We do not, for one second, fault the Black Panther Party or Louisiana’s Deacons for Defense for defending their communities against police brutality and Klan violence.
As a matter of fact, as we plan for our transition into community organizing in Mississippi by eventually moving there on a permanent basis, we haven’t ruled out the possible need for our buying a gun for our own protection – protection of our physical beings, never our property – and just a point of clarification, protecting ourselves doesn’t equate to taking the life of anyone who threatens us.
However, this issue is about common sense.
Can we really claim to be doing everything we can to ensure the security and safety of our campus if we host “no experience necessary, open to everyone” shooting ranges on our campus featuring semi-automatic weapons with silencers?
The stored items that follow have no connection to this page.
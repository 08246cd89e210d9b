//! tokenrelay client
//!
//! An HTTP client for APIs that issue short-lived bearer access tokens
//! alongside a long-lived refresh token. Every request carries the current
//! access token; when the server answers 401, the client renews the pair once,
//! no matter how many requests failed at the same time, and replays each
//! failed request once with the new token.
//!
//! # Overview
//!
//! - **Request Augmenter** ([`augment`]): attaches `Authorization: Bearer ..`,
//!   or removes it for authentication endpoints and signed-out sessions
//! - **Classifier** ([`classify`]): decides whether a failure is renewable
//! - **Refresh Coordinator** ([`coordinator`]): single-flight renewal with a
//!   FIFO queue of waiting requests
//! - **Retry Dispatcher** ([`dispatch`]): replays a request at most once
//! - **Session Teardown** ([`teardown`]): clears credentials and signals a
//!   forced logout when renewal fails
//!
//! # Quick Start
//!
//! ```no_run
//! use std::sync::Arc;
//!
//! use tokenrelay_client::{ApiClient, ClientConfig};
//! use tokenrelay_core::{CredentialPair, MemoryStore, SecretCredentialStore, SessionState};
//!
//! #[tokio::main]
//! async fn main() -> tokenrelay_client::Result<()> {
//!     let store = Arc::new(SecretCredentialStore::new(MemoryStore::new(), "default"));
//!     let session = Arc::new(SessionState::new());
//!     let client = ApiClient::new(
//!         ClientConfig::new("https://api.example.com"),
//!         store,
//!         session.clone(),
//!     )?;
//!
//!     client
//!         .establish_session(CredentialPair::new("access", "refresh"), "user-42")
//!         .await?;
//!
//!     let me: serde_json::Value = client.get_json("/api/v1/accounts/me").await?;
//!     println!("{me}");
//!
//!     if session.is_logged_out() {
//!         eprintln!("Session expired, please sign in again");
//!     }
//!     Ok(())
//! }
//! ```

pub mod augment;
pub mod classify;
mod client;
pub mod config;
pub mod coordinator;
pub mod dispatch;
pub mod error;
pub mod renewal;
pub mod request;
pub mod response;
pub mod teardown;
pub mod transport;

pub use client::ApiClient;

pub use augment::ChannelDefaults;
pub use classify::Classification;
pub use config::ClientConfig;
pub use coordinator::RefreshCoordinator;
pub use error::{ClientError, ErrorKind, HttpError, RenewalError, Result};
pub use request::{ApiRequest, Channel, FormPart, FormValue, RequestBody};
pub use response::ApiResponse;
pub use transport::{ReqwestTransport, Transport};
Is this even the real issue?
Throughout all of the news coverage and punditry surrounding school-shooting incidents since Columbine, there has never been a thoughtful and honest dialogue about what it is about our society that necessitates the need for us to take precautionary measures to prevent mass shootings at schools.
Like many other things in this country and on this campus, efforts at security and safety are reactionary and punitive rather than preventative and cognizant of root causes and social issues.
It seems that most would prefer to point the finger of blame at violent video games or music.
And yes, perhaps these things are negative influences, but it seems more rational to assert that those things are mere symptoms of a society whose members have been transformed into consumers rather than citizens, a society that gives lip service to the sanctity of life but values property and the almighty dollar over life and the environment, a society that promotes rugged individualism, but devalues diversity.
One reactionary policy that found a great deal of expansion in the aftermath of Columbine is the Zero Tolerance Policy.
Despite the typical profile of mass school shooters – disaffected middle class, suburban whites – zero-tolerance policies are often unfairly applied and disproportionately affect African-American students.
This policy is one of the main ways that African-American youth are channeled out of the educational system and into the juvenile justice system or even the adult criminal justice system.
Our next column will expand on what the Children’s Defense Fund has coined as the Cradle to Prison Pipeline.
But until then, take note of the events and behavior of ETSU community members that contradict the ideals that we preach.
Would our money be better spent researching and addressing the social and mental health issues and environment of our own campus and region that might motivate one of our own students to turn a gun on classmates?